## EXERCISE BRIEF
Out of the listing below, copy every line that carries the string "associated".

## THE DATA
------------------------------

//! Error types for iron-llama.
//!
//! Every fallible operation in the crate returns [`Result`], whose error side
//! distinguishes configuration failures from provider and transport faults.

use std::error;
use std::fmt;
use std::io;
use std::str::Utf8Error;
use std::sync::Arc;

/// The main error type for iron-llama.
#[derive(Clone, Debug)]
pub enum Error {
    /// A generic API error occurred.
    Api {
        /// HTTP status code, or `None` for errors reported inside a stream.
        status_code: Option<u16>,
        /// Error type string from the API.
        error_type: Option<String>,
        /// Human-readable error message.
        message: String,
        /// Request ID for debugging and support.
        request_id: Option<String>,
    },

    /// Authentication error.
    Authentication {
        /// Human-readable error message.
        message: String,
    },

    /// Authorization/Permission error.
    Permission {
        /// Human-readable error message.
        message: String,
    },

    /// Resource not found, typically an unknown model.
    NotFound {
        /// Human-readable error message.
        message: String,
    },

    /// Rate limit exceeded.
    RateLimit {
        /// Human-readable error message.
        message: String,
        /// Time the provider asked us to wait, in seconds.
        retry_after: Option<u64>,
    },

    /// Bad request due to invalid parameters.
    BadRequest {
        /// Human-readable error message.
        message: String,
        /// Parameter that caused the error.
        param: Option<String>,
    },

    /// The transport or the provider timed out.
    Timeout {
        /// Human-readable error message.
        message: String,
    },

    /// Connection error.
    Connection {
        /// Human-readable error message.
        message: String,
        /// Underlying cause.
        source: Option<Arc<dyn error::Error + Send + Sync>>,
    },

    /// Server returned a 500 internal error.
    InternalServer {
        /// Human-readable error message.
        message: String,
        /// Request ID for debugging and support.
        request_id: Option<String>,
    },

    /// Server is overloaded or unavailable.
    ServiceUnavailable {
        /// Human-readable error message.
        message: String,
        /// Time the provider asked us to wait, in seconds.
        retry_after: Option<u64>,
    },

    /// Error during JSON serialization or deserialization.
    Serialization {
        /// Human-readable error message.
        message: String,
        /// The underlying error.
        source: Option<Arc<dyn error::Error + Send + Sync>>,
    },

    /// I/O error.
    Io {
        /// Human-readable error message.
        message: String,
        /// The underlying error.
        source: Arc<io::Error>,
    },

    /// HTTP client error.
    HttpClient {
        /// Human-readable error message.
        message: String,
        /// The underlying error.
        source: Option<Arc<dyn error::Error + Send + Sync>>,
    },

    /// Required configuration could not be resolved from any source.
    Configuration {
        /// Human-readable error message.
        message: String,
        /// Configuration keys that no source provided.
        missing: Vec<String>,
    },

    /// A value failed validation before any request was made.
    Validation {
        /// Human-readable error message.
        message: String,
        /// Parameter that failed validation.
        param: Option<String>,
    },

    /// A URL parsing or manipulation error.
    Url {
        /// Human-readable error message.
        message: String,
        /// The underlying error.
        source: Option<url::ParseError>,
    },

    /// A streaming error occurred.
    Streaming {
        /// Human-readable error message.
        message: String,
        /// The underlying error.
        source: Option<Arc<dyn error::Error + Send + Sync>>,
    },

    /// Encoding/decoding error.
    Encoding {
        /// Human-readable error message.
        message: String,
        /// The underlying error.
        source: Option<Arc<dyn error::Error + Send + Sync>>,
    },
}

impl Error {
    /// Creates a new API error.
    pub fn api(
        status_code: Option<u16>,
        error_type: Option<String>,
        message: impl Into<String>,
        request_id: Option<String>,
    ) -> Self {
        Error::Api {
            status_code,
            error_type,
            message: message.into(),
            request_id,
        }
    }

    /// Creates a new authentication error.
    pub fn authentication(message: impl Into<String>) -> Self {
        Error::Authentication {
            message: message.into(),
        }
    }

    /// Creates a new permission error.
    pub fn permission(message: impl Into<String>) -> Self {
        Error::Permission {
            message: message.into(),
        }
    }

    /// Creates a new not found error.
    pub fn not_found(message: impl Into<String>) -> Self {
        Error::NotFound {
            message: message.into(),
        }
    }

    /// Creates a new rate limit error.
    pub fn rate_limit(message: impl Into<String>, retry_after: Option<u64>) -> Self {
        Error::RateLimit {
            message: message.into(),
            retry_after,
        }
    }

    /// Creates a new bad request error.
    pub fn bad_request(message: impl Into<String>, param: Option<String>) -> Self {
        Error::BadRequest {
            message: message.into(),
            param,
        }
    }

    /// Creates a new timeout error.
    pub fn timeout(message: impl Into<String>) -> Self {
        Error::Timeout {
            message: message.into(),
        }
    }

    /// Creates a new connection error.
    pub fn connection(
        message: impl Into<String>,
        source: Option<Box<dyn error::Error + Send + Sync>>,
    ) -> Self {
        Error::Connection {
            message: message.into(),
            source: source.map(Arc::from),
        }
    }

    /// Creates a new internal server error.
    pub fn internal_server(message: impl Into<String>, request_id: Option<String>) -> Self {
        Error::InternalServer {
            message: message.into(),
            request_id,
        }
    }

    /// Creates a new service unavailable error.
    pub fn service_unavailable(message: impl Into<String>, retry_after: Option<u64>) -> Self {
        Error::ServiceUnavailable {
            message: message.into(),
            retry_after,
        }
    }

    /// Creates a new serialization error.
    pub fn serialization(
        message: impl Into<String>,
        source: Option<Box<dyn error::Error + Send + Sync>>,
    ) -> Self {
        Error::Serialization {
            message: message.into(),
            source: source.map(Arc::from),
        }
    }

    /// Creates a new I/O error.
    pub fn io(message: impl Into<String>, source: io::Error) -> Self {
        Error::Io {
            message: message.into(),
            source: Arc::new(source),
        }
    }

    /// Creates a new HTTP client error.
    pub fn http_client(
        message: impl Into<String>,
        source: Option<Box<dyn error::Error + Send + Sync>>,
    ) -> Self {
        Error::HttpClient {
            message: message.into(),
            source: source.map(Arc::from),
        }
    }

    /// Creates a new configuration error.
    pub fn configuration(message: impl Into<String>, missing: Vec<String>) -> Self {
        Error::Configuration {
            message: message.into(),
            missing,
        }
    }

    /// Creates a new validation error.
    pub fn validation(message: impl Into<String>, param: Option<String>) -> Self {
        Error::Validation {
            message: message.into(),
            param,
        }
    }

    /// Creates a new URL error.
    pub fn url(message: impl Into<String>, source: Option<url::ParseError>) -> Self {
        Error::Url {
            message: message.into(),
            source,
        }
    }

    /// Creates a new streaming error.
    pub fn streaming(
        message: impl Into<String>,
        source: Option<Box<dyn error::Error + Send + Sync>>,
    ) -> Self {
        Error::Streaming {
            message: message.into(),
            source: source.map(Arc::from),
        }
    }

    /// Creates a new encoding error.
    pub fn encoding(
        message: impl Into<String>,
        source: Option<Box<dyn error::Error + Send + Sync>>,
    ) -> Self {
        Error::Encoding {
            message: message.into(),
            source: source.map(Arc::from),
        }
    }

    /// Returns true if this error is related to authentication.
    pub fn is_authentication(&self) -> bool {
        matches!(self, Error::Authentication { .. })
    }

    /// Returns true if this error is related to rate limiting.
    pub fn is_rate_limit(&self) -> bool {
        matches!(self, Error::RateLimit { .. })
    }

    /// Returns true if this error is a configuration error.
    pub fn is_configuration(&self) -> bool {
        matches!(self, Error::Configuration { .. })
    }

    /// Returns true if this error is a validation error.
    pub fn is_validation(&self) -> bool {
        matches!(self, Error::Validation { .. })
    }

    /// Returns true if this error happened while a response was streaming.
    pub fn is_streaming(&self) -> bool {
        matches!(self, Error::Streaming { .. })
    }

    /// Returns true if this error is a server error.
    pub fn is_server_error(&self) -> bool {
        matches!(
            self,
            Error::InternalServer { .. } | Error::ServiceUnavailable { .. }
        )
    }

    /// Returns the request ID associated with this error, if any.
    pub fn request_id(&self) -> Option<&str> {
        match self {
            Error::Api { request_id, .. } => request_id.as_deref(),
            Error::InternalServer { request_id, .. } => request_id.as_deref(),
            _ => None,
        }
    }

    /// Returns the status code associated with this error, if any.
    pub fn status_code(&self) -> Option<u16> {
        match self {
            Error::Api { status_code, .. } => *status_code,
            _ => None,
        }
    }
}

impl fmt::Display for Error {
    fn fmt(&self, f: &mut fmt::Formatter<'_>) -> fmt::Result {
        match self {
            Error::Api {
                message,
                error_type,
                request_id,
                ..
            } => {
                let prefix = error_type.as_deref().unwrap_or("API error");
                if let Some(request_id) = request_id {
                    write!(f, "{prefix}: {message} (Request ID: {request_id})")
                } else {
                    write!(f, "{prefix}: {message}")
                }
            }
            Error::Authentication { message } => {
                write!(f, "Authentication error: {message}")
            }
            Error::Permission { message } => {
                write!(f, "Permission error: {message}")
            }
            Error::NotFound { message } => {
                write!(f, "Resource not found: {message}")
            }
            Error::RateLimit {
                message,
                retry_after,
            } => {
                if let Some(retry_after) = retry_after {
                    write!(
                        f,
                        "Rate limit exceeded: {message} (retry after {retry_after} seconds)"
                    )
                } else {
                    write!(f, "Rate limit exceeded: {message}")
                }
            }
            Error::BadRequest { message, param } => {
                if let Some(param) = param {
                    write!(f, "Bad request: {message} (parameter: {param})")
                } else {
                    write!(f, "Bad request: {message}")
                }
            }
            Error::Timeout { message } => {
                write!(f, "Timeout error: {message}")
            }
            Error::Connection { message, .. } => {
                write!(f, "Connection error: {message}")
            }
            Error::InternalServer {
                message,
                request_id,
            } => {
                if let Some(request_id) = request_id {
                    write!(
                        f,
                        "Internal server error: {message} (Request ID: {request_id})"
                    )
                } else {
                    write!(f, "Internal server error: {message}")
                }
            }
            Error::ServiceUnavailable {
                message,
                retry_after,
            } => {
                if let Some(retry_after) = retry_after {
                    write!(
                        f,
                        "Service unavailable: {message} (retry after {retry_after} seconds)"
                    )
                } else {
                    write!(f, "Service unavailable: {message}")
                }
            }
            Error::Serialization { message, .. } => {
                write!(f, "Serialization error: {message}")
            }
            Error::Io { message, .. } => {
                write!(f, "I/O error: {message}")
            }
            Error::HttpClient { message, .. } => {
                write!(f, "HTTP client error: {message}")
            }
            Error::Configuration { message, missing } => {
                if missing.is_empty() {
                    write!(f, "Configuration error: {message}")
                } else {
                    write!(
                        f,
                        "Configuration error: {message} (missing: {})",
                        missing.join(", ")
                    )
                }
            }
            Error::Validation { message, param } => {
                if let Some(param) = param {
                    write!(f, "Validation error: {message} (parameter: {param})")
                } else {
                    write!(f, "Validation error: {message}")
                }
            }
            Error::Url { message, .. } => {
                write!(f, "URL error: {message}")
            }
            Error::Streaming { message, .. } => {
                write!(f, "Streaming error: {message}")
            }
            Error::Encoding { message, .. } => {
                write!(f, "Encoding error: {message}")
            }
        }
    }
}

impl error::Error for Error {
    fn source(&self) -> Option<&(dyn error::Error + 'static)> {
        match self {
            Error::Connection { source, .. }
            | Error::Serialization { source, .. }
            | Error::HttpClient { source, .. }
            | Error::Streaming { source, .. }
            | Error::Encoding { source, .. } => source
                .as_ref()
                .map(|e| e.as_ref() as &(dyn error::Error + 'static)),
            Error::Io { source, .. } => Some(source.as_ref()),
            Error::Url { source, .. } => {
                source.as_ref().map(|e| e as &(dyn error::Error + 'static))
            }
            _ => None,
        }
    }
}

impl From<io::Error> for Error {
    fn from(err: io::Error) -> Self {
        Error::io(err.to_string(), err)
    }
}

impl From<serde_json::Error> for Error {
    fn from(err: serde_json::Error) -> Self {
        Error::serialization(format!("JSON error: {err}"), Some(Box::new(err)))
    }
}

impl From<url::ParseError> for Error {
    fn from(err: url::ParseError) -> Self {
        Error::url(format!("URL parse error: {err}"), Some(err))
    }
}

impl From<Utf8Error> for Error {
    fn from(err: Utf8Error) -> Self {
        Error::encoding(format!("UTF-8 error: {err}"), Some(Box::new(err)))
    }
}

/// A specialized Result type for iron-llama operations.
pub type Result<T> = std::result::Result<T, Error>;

------------------------------

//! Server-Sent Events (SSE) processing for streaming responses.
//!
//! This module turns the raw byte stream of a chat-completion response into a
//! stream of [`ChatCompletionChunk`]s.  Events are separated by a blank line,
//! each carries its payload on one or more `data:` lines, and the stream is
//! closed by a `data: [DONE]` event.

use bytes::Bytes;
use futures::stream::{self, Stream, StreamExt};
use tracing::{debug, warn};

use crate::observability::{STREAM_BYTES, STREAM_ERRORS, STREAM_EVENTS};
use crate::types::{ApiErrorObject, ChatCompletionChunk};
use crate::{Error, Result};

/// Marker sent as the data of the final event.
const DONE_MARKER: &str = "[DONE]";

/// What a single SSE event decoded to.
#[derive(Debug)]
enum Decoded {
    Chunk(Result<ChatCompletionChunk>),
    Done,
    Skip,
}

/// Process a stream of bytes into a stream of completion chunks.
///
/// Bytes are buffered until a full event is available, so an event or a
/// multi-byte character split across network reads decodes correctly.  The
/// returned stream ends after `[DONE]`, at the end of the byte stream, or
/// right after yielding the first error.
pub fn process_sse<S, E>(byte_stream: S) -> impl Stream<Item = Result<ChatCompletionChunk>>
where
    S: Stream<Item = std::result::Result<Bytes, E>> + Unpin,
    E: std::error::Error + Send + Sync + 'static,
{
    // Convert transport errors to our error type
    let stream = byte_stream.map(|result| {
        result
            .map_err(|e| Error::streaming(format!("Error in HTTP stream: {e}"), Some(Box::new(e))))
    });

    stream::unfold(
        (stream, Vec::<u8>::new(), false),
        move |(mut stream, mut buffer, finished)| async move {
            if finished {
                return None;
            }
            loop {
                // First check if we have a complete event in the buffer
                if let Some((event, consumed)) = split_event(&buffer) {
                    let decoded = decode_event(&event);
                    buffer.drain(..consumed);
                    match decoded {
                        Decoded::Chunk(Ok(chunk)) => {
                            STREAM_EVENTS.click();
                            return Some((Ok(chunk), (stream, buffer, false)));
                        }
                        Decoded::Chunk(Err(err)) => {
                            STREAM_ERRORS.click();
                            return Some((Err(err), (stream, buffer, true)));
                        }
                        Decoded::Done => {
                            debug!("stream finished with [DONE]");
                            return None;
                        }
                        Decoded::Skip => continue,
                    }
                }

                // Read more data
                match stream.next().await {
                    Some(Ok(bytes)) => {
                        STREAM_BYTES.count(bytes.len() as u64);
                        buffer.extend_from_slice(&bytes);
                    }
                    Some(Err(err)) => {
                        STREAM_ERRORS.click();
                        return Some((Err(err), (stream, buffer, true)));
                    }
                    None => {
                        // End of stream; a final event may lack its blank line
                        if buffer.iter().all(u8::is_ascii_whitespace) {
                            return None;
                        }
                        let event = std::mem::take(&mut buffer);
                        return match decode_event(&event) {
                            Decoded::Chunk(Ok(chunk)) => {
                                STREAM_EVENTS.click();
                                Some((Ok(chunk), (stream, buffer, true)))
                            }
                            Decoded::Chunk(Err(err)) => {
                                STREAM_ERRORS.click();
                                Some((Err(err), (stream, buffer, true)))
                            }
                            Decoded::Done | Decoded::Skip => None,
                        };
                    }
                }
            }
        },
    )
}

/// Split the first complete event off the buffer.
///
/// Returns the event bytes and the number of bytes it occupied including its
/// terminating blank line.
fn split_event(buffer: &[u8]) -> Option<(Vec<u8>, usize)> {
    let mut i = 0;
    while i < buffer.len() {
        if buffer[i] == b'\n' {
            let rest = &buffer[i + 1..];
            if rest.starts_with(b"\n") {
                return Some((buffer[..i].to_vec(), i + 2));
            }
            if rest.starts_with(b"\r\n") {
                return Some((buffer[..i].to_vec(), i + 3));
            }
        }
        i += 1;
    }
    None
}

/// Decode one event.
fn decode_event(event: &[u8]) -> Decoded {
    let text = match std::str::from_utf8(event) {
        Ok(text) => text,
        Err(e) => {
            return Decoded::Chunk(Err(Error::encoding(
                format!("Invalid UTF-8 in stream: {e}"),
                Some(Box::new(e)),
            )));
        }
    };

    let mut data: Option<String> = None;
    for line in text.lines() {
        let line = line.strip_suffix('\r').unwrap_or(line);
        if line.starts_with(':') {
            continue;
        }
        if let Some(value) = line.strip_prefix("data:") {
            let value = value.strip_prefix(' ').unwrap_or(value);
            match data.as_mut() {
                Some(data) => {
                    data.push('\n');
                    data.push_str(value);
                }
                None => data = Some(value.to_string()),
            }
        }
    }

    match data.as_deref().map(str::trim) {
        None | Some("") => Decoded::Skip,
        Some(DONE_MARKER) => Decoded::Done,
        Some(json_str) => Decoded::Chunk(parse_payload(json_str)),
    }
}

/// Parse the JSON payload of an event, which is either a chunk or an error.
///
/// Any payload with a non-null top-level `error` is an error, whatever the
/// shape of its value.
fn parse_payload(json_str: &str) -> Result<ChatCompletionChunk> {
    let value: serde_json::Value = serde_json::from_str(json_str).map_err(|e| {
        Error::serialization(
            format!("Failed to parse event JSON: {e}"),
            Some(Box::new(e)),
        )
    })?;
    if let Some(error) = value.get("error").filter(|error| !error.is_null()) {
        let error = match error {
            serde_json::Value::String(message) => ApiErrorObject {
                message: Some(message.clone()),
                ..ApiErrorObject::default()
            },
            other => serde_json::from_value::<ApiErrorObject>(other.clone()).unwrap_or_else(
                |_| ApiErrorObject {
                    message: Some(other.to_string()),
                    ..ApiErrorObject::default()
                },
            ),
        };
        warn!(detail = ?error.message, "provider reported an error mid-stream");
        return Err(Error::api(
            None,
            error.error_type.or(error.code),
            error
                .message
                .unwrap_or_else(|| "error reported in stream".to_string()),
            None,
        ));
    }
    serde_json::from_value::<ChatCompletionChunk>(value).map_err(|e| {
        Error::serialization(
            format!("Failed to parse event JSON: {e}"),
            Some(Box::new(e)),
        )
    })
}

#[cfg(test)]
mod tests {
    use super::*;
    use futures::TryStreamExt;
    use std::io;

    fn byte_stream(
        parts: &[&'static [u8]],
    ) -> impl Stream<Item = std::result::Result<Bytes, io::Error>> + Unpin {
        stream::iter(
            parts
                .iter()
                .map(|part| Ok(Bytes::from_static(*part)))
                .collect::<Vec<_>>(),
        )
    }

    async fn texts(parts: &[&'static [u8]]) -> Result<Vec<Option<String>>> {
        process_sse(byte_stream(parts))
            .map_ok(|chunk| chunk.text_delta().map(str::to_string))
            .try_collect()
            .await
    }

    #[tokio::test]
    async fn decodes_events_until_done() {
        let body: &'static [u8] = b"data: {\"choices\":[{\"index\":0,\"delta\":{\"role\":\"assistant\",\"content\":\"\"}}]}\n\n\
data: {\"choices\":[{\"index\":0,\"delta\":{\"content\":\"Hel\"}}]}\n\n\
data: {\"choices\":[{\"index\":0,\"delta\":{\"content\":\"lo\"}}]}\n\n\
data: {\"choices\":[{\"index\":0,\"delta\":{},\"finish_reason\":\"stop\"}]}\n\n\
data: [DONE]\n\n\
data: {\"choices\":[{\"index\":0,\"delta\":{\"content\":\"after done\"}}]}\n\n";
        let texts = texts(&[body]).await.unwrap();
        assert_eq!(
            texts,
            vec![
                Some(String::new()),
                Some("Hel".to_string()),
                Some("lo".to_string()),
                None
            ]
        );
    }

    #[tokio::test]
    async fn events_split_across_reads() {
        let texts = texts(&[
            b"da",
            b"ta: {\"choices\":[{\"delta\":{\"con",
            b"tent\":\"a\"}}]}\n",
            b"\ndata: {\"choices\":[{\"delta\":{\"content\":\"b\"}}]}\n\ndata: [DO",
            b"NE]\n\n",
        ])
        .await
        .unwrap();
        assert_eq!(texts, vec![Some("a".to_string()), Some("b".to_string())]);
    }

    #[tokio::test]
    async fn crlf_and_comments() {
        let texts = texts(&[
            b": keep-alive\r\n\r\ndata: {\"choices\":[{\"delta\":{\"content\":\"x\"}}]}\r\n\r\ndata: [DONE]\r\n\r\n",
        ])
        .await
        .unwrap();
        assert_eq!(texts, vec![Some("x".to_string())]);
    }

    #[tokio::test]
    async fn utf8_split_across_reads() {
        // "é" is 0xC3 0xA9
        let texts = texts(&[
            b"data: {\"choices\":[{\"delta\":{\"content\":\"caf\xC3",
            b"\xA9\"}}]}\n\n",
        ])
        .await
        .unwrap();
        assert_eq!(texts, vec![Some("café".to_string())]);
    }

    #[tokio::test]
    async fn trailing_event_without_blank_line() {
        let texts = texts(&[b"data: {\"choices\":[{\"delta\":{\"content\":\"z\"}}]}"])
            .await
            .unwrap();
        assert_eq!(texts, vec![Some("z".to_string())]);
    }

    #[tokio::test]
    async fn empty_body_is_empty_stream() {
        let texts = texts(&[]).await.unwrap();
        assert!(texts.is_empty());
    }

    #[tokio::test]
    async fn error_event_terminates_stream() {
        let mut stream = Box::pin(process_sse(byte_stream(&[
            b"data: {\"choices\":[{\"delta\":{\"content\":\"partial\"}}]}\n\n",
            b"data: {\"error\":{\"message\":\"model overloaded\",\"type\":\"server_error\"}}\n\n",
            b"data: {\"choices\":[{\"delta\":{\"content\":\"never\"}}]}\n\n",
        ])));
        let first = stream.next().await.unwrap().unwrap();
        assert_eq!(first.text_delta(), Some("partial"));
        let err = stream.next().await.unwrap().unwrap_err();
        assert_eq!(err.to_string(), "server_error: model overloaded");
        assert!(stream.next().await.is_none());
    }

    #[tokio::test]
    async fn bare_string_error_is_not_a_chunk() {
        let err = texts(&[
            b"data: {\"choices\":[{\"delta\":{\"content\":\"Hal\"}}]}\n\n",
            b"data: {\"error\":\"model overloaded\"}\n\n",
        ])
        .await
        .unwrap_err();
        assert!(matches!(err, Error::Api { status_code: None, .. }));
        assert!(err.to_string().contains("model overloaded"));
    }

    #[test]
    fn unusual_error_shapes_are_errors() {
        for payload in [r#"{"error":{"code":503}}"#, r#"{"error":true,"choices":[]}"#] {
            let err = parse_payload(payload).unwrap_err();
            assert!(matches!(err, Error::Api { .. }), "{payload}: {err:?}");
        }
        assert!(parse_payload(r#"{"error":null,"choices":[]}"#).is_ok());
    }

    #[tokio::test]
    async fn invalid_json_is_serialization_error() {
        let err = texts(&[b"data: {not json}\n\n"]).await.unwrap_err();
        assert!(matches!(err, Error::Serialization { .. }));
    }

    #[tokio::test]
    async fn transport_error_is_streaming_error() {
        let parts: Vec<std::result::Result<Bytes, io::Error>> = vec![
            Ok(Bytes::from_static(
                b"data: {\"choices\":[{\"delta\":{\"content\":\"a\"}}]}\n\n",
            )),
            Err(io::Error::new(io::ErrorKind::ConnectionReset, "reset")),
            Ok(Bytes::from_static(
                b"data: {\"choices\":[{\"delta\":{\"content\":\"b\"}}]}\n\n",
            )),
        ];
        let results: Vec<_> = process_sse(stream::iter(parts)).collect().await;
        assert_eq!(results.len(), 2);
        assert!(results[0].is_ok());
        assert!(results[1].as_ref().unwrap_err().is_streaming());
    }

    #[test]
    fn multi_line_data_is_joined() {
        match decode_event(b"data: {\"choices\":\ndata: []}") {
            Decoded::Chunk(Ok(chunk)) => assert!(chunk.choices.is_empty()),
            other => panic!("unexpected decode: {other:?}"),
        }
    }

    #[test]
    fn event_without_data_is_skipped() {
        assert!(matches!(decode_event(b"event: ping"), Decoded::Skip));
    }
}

------------------------------

## EXERCISE RESULT
    /// Returns the request ID associated with this error, if any.
    /// Returns the status code associated with this error, if any.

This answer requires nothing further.